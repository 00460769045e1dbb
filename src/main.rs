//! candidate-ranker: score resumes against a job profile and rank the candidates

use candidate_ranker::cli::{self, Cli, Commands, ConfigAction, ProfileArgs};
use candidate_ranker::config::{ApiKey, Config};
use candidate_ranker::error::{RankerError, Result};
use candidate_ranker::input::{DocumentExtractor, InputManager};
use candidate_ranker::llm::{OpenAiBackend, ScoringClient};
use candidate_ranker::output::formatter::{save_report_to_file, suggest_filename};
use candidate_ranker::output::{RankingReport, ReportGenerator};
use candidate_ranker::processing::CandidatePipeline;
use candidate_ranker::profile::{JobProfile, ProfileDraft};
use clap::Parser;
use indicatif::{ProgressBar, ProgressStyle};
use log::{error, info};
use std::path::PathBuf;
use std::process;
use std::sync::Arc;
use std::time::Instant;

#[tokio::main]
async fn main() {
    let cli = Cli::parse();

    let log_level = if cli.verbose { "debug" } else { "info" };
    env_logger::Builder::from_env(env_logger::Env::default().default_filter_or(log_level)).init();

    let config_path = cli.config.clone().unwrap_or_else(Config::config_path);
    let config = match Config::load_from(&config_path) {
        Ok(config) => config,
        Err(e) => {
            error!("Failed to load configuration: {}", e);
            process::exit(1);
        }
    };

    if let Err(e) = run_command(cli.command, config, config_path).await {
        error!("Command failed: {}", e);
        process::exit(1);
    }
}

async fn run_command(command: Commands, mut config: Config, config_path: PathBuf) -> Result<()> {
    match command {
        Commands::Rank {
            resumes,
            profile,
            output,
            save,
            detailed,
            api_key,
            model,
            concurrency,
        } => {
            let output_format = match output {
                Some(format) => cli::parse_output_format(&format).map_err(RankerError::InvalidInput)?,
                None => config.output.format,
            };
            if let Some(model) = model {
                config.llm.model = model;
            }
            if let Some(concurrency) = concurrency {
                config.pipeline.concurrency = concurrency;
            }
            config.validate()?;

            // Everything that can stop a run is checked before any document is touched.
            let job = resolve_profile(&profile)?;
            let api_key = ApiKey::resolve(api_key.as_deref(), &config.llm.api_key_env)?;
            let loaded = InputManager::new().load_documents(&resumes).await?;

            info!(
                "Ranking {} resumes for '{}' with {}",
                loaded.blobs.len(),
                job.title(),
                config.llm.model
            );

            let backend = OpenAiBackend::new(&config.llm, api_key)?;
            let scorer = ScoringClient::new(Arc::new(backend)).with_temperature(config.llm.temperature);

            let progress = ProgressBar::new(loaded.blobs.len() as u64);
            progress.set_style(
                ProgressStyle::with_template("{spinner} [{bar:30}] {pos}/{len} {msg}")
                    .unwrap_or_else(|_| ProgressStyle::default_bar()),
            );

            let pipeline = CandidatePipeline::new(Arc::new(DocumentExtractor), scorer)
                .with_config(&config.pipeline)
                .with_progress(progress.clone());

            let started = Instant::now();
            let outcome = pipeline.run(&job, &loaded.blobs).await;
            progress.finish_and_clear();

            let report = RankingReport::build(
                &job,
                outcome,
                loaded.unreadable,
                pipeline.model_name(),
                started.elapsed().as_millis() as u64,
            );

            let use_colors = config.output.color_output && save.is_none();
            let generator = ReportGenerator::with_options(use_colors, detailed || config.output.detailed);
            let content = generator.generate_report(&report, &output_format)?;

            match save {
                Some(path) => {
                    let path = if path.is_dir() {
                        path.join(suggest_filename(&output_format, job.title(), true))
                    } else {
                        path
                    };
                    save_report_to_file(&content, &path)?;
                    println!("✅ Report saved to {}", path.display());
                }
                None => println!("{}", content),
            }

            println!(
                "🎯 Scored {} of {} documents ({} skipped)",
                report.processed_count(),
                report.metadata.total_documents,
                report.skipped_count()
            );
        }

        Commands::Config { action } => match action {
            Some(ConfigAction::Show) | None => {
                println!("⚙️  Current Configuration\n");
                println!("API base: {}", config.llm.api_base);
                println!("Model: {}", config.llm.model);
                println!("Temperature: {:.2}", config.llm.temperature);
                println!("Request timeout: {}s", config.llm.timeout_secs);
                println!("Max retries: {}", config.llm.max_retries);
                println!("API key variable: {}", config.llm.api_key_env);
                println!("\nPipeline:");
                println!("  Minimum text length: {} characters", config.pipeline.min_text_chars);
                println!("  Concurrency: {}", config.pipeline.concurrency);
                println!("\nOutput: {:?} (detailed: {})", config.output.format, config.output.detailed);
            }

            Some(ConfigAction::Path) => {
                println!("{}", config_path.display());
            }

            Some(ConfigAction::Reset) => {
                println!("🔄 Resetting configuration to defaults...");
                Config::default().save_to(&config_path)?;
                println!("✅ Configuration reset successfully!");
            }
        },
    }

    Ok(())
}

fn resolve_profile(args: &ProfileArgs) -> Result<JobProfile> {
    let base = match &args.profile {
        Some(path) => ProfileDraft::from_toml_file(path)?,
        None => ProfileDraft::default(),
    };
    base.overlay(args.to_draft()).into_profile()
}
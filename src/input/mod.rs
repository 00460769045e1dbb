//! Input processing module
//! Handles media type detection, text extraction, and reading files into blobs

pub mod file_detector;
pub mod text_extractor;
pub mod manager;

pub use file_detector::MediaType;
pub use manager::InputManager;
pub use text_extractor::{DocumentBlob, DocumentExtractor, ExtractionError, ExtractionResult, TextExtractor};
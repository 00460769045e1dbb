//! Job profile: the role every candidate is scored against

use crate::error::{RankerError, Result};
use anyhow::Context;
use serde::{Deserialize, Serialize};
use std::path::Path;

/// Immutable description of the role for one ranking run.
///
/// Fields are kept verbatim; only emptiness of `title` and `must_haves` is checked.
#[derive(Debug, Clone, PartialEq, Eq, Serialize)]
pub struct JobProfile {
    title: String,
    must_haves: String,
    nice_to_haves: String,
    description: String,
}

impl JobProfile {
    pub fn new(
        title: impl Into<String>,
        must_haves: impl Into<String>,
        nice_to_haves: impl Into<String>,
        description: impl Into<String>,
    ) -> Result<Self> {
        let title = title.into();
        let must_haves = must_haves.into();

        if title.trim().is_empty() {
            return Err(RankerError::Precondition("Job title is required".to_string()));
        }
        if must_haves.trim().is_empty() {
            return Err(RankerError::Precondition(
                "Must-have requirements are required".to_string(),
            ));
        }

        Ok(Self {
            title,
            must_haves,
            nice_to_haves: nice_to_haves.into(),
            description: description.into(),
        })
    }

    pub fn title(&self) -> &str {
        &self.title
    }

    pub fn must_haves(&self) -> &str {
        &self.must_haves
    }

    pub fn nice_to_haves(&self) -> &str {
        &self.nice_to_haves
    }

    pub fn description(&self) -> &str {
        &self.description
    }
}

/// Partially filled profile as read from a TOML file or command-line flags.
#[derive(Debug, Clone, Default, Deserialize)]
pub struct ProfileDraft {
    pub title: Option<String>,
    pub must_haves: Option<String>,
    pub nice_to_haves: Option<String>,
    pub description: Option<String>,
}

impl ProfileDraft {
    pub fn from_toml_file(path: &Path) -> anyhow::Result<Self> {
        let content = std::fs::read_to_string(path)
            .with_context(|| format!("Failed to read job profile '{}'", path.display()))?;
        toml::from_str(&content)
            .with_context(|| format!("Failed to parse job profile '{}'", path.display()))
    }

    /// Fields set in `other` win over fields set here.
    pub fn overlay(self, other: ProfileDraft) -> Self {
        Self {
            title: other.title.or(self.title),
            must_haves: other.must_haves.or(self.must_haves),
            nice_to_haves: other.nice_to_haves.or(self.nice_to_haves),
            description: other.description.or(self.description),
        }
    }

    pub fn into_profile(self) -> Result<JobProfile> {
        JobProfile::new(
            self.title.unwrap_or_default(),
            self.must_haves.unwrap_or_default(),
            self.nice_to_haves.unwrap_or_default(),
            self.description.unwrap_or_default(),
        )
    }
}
━━━━━━━━━━━━━━━━
Exercise aim
Where a line above contains the word "RankerError", copy that line.

Solution for this problem
use candidate_ranker::error::{RankerError, Result};
                Some(format) => cli::parse_output_format(&format).map_err(RankerError::InvalidInput)?,
use crate::error::{RankerError, Result};
            return Err(RankerError::Precondition("Job title is required".to_string()));
            return Err(RankerError::Precondition(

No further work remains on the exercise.